Me faire parler anglais était une exigence à laquelle il m’était matériellement impossible de me soumettre; j’étais resté, il est vrai, six mois à Londres, mais me trouvant constamment en contact avec des compatriotes, ou avec des gens qui comprenaient le français, je n’avais jamais eu besoin de recourir à la langue anglaise. J’essayai pourtant de satisfaire une réclamation que je sentais légitime, et de suppléer à ce qui me manquait par de l’audace et de la bonne volonté. Je savais quelques mots d’anglais, je me mis à les débiter; lorsque mon vocabulaire se trouvait en défaut et que j’étais sur le point de rester court, j’inventais des expressions, des phrases qui, en raison de leur tournure bizarre, amusaient beaucoup mon auditoire. Il m’arrivait souvent aussi, dans les cas embarrassants, de m’adresser à lui pour qu’il me vînt en aide, et c’était à mon tour d’avoir bonne envie de rire.
—How do you call it? (comment appelez-vous cela?) disais-je avec un sérieux comique en présentant l’objet dont je voulais savoir le nom. Et tout aussitôt cent voix répondaient à ma demande. Rien n’était plus plaisant que cette leçon ainsi prise, et dont les cachets, contrairement à l’usage, avaient été payés par mes spectateurs.
Grâce à ma condescendance, je parvins à faire la paix avec mon public, et il la cimenta chaudement à plusieurs reprises par de bruyants applaudissements. Le dernier tour surtout obtint d’unanimes suffrages; je veux parler de la bouteille inépuisable, qui fut entourée d’une mise en scène qu’on n’a peut-être jamais vue dans aucun théâtre.
Le tableau que présenta ce tour est indescriptible; un habile pinceau pourrait seul en retracer les nombreux détails. En voici cependant une esquisse aussi exacte que possible:
J’ai dit plus haut que, si les spectateurs manquaient dans quelques endroits de la salle, le parterre était comble; il représentait par conséquent un groupe de plus de douze cents individus.
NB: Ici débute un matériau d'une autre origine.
//! Generational driver tying the machine, population and controller together.

use std::time::Instant;

use rayon::prelude::*;
use serde::{Deserialize, Serialize};

use crate::compute::{Individual, Machine, Program};
use crate::schema::{
    EvolutionHistory, EvolutionProgress, SearchConfig, SearchConfigError, StopReason,
};

use super::controller::{Controller, StagnationController, Verdict, WinnerSummary};
use super::fitness::Scorer;
use super::genome::ProgramRng;
use super::population::Population;

/// Statistics from a search run.
#[derive(Debug, Clone, Serialize, Deserialize)]
pub struct SearchStats {
    /// Generations evaluated.
    pub generations: u64,
    /// Program executions with scoring.
    pub total_evaluations: u64,
    /// Shakes applied.
    pub shakes: u64,
    /// Time taken (in seconds).
    pub elapsed_seconds: f64,
    /// Evaluations per second.
    pub evaluations_per_second: f64,
}

/// Final result of a search run.
#[derive(Debug, Clone, Serialize, Deserialize)]
pub struct SearchResult {
    /// Winner of the last evaluated generation.
    pub best: Individual,
    /// What the winner printed.
    pub output: Vec<u8>,
    /// Why the search stopped.
    pub stop_reason: StopReason,
    /// Statistics from the run.
    pub stats: SearchStats,
    /// Full history for analysis.
    pub history: EvolutionHistory,
}

impl SearchResult {
    /// Winner output decoded lossily as UTF-8.
    pub fn text(&self) -> String {
        String::from_utf8_lossy(&self.output).into_owned()
    }
}

/// Evolution engine that runs the search.
pub struct EvolutionEngine<S> {
    config: SearchConfig,
    machine: Machine,
    scorer: S,
    rng: ProgramRng,
    population: Population,
    history: EvolutionHistory,
    generation: u64,
    shakes: u64,
}

impl<S: Scorer> EvolutionEngine<S> {
    /// Create a new evolution engine with a random initial population.
    pub fn new(config: SearchConfig, scorer: S) -> Result<Self, SearchConfigError> {
        config.validate()?;

        let seed = config.random_seed.unwrap_or_else(rand::random);
        log::debug!("search seed: {seed:#x}");
        let mut rng = ProgramRng::new(seed);
        let population = Population::random(
            config.population.size,
            config.population.program_length,
            &mut rng,
        );

        Ok(Self {
            machine: Machine::new(config.vm.clone()),
            config,
            scorer,
            rng,
            population,
            history: EvolutionHistory::default(),
            generation: 0,
            shakes: 0,
        })
    }

    /// Replace the initial population with known programs, filling the
    /// rest randomly.
    pub fn with_programs(mut self, programs: impl IntoIterator<Item = Program>) -> Self {
        self.population = Population::from_programs(
            programs,
            self.config.population.size,
            self.config.population.program_length,
            &mut self.rng,
        );
        self
    }

    /// Controller configured from this engine's target and thresholds.
    pub fn stagnation_controller(&self) -> StagnationController {
        StagnationController::new(
            self.config.target.clone(),
            self.config.controller.clone(),
        )
    }

    pub fn config(&self) -> &SearchConfig {
        &self.config
    }

    pub fn population(&self) -> &Population {
        &self.population
    }

    /// Generations completed so far.
    pub fn generation(&self) -> u64 {
        self.generation
    }

    /// Evaluate all individuals in the population.
    fn evaluate_population(&mut self) {
        let machine = &self.machine;
        let scorer: &dyn Scorer = &self.scorer;
        let input = self.config.input.as_slice();

        // Executions are independent; for_each returns once all are done.
        self.population
            .individuals_mut()
            .par_iter_mut()
            .for_each(|individual| {
                machine.evaluate(individual, input, Some(scorer));
            });
    }

    /// Run one generation: evaluate, rank, consult the controller and
    /// reproduce. Returns the stop reason when the search should end, with
    /// the winner left at rank 0.
    pub fn step<C, F>(&mut self, controller: &mut C, callback: &mut F) -> Option<StopReason>
    where
        C: Controller + ?Sized,
        F: FnMut(&EvolutionProgress),
    {
        self.evaluate_population();
        self.population.rank();

        let winner = &self.population.individuals()[0];
        let replay = self.machine.run(&winner.program, &self.config.input);
        let avg_score = self.population.average_score();

        self.history.best_score.push(winner.score);
        self.history.avg_score.push(avg_score);

        if log::log_enabled!(log::Level::Debug) {
            log::debug!(
                "generation {}: best {} avg {:.1} len {} diversity {:.3}",
                self.generation,
                winner.score,
                avg_score,
                winner.program.len(),
                self.population.diversity()
            );
        }

        callback(&EvolutionProgress {
            generation: self.generation,
            best_score: winner.score,
            avg_score,
            best_output: replay.text().into_owned(),
            best_program_length: winner.program.len(),
            shakes: self.shakes,
        });

        let verdict = controller.decide(
            self.generation,
            &WinnerSummary {
                score: winner.score,
                output: &replay.output,
            },
        );

        if verdict == Verdict::Done {
            let reason = if replay.output == self.config.target {
                StopReason::TargetReached
            } else {
                StopReason::ControllerDone
            };
            self.generation += 1;
            return Some(reason);
        }

        self.generation += 1;
        if let Some(max) = self.config.population.max_generations
            && self.generation >= max
        {
            return Some(StopReason::MaxGenerations);
        }

        if verdict == Verdict::Shake {
            self.shakes += 1;
            self.history.shakes.push(self.generation - 1);
            self.population.shake(&mut self.rng);
        }
        self.population
            .cross(&mut self.rng, self.config.population.elite_mutation);

        None
    }

    /// Run with progress callback until the controller is done or the
    /// generation budget runs out.
    pub fn run_with_callback<C, F>(&mut self, controller: &mut C, mut callback: F) -> SearchResult
    where
        C: Controller + ?Sized,
        F: FnMut(&EvolutionProgress),
    {
        let start_time = Instant::now();
        let first_generation = self.generation;

        let stop_reason = loop {
            if let Some(reason) = self.step(controller, &mut callback) {
                break reason;
            }
        };

        let best = self.population.individuals()[0].clone();
        let output = self
            .machine
            .run(&best.program, &self.config.input)
            .output;

        let generations = self.generation - first_generation;
        let total_evaluations = generations * self.population.len() as u64;
        let elapsed = start_time.elapsed().as_secs_f64();

        log::info!(
            "search stopped after {generations} generations ({stop_reason:?}), best score {}",
            best.score
        );

        SearchResult {
            best,
            output,
            stop_reason,
            stats: SearchStats {
                generations,
                total_evaluations,
                shakes: self.shakes,
                elapsed_seconds: elapsed,
                evaluations_per_second: total_evaluations as f64 / elapsed.max(1e-9),
            },
            history: self.history.clone(),
        }
    }

    /// Run with the given controller (blocking).
    pub fn run<C>(&mut self, controller: &mut C) -> SearchResult
    where
        C: Controller + ?Sized,
    {
        self.run_with_callback(controller, |_| {})
    }
}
C’était pour moi une scène vraiment curieuse de voir toutes ces têtes sortant invariablement de vestes dont la couleur foncée rehaussait encore la fraîcheur de ces physionomies, que peuvent seuls donner le Porter et le rosbif de la Grande-Bretagne.
Pour que je pusse communiquer plus facilement avec mes nombreux spectateurs, le machiniste avait établi un plancher qui allait de la scène à l’extrémité du parterre, et, comme je désirais m’adresser également aux personnes placées sur le côté, on avait mis à quelques centimètres de l’appui des galeries deux autres praticables beaucoup moins longs que celui du centre. Ces deux derniers n’avaient pas comme l’autre le désavantage d’occuper des places, car ils se trouvaient directement au-dessus d’un passage. Seulement, ceux qui arrivaient par là avaient été forcés de se courber pour se rendre à leur destination? mais qu’était ce petit inconvénient en raison du plaisir qu’on se promettait en voyant a french conjuror (un sorcier français), ainsi que m’appelaient les ouvriers.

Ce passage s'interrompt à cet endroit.